(Saved entries)
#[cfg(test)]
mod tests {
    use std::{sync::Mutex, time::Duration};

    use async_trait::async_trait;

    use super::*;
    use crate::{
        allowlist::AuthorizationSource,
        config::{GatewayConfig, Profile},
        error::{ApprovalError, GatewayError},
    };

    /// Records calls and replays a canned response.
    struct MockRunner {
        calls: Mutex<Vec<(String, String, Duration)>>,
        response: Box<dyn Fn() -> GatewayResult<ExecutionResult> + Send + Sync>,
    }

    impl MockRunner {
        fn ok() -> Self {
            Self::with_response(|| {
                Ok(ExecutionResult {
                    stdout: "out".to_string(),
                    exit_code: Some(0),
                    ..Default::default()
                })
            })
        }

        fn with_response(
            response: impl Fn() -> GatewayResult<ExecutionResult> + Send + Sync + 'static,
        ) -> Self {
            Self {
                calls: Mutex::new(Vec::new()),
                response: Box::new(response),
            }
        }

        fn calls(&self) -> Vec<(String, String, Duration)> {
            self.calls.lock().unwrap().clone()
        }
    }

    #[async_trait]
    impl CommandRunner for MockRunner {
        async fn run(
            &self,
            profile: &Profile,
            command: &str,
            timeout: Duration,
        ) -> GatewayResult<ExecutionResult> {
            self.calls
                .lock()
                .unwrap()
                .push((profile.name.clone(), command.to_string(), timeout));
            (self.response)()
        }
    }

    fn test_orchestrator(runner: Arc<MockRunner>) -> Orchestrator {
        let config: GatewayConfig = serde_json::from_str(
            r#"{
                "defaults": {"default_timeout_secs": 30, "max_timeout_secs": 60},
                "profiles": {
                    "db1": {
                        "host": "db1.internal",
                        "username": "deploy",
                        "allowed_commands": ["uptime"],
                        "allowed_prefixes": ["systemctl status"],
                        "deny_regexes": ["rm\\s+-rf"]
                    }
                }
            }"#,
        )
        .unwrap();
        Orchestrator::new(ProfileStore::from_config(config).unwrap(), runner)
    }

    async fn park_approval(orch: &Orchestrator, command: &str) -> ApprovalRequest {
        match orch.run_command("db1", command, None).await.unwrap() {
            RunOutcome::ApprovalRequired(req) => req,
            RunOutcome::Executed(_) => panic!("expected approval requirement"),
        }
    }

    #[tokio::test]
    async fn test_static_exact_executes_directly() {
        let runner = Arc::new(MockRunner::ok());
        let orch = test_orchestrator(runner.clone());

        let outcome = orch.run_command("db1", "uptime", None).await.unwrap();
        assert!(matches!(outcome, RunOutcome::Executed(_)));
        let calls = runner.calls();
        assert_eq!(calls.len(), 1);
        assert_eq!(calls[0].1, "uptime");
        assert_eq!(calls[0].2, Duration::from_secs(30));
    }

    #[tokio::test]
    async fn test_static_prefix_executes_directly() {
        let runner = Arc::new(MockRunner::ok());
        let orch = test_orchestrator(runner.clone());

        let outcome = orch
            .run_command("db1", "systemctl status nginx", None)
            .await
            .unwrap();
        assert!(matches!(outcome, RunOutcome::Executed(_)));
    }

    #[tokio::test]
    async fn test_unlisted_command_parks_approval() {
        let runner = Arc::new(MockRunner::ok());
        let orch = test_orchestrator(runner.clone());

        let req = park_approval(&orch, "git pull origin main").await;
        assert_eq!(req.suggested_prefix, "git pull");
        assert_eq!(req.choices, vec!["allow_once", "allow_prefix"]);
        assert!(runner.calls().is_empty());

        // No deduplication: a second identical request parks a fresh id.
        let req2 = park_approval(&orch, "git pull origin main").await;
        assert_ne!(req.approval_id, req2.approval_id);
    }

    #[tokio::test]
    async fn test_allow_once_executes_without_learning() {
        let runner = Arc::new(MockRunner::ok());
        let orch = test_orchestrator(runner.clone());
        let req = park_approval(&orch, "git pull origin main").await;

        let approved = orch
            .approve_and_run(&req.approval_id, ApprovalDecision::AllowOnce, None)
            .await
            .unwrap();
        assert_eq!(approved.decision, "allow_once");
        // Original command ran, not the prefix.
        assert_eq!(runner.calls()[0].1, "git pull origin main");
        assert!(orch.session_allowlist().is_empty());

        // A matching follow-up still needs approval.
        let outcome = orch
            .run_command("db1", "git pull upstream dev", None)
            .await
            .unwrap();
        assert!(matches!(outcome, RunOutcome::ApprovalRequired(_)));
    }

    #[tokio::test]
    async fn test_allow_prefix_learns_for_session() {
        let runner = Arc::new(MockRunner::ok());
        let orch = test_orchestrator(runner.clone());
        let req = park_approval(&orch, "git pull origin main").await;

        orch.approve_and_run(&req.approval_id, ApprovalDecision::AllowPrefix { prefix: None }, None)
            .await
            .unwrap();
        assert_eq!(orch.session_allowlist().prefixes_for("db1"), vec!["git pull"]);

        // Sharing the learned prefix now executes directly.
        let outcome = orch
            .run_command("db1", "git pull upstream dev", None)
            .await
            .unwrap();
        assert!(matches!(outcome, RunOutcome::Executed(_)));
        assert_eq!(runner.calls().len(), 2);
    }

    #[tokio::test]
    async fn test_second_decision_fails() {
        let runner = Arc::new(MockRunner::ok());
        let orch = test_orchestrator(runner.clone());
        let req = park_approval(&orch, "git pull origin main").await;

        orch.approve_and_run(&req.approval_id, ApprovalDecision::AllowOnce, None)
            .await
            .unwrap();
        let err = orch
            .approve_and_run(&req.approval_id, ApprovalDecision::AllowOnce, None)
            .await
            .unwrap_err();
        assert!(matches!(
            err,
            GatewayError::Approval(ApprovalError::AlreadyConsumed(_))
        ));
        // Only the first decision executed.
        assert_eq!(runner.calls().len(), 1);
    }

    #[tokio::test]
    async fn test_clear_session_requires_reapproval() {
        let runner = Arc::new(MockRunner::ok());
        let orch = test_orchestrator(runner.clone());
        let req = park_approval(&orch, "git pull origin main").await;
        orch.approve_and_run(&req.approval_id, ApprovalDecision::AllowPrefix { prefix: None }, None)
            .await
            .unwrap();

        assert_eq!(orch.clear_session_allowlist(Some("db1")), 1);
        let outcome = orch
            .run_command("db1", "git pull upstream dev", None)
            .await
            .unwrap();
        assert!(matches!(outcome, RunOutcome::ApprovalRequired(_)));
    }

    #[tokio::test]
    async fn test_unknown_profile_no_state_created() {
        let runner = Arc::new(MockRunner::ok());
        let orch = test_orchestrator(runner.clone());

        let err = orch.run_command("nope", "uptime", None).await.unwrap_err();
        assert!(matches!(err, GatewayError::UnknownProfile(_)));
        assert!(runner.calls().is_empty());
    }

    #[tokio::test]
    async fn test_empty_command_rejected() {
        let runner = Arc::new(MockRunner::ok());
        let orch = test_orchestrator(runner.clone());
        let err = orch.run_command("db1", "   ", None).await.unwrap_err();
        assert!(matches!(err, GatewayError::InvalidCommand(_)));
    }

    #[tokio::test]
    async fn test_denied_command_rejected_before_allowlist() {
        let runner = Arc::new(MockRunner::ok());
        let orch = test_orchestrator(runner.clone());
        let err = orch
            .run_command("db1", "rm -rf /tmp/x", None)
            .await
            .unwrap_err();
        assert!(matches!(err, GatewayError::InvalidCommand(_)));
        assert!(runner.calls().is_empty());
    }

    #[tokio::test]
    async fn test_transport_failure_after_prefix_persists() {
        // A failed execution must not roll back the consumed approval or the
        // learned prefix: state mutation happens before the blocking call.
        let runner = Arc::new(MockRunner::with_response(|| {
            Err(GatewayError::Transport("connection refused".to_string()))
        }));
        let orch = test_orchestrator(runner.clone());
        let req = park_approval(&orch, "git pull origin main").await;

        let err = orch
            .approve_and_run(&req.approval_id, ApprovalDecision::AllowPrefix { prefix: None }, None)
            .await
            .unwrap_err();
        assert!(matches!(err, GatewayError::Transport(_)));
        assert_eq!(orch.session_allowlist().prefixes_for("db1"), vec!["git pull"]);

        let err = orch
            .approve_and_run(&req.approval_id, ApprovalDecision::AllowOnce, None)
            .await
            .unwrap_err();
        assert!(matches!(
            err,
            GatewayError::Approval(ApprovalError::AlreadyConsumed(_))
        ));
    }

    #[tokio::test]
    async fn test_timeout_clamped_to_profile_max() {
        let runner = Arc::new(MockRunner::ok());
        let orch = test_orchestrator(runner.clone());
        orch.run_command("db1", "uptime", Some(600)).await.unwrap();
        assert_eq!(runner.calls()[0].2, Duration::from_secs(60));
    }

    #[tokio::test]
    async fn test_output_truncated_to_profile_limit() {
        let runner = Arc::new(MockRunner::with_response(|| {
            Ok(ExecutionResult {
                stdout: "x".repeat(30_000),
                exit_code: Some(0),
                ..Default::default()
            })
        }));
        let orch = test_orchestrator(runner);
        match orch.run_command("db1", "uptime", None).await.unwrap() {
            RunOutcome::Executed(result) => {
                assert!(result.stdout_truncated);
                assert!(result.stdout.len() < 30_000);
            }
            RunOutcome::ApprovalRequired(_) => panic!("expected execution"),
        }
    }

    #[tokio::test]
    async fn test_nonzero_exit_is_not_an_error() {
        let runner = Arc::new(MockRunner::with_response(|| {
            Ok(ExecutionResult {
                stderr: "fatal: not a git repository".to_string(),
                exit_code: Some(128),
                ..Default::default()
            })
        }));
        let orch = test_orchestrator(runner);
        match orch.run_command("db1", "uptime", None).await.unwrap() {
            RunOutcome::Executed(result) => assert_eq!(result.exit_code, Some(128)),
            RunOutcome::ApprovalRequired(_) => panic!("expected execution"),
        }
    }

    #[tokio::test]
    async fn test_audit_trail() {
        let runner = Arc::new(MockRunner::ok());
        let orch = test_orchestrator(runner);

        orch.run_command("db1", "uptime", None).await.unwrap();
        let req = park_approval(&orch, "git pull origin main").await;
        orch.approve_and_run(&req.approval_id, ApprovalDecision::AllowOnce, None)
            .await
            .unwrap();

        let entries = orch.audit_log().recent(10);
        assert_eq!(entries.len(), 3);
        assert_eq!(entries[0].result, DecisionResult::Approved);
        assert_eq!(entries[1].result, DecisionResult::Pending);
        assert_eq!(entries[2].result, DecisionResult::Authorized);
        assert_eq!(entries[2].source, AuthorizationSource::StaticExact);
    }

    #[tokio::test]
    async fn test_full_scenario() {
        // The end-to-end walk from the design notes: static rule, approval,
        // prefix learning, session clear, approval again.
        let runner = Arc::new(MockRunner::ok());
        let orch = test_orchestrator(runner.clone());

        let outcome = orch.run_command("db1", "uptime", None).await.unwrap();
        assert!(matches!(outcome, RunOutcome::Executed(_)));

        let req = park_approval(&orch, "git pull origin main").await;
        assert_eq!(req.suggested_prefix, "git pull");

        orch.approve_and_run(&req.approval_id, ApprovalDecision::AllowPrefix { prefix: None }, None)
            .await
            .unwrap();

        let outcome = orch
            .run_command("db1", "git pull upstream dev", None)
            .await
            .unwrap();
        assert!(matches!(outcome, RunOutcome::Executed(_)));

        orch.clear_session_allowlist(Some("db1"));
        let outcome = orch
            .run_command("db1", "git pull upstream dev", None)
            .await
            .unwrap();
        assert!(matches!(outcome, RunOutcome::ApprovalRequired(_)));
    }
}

▶ [Action item]: Using the entries, return every line where the word "ExecutionResult" can be found.

▶ [Exercise output]:
        response: Box<dyn Fn() -> GatewayResult<ExecutionResult> + Send + Sync>,
                Ok(ExecutionResult {
            response: impl Fn() -> GatewayResult<ExecutionResult> + Send + Sync + 'static,
        ) -> GatewayResult<ExecutionResult> {
            Ok(ExecutionResult {
            Ok(ExecutionResult {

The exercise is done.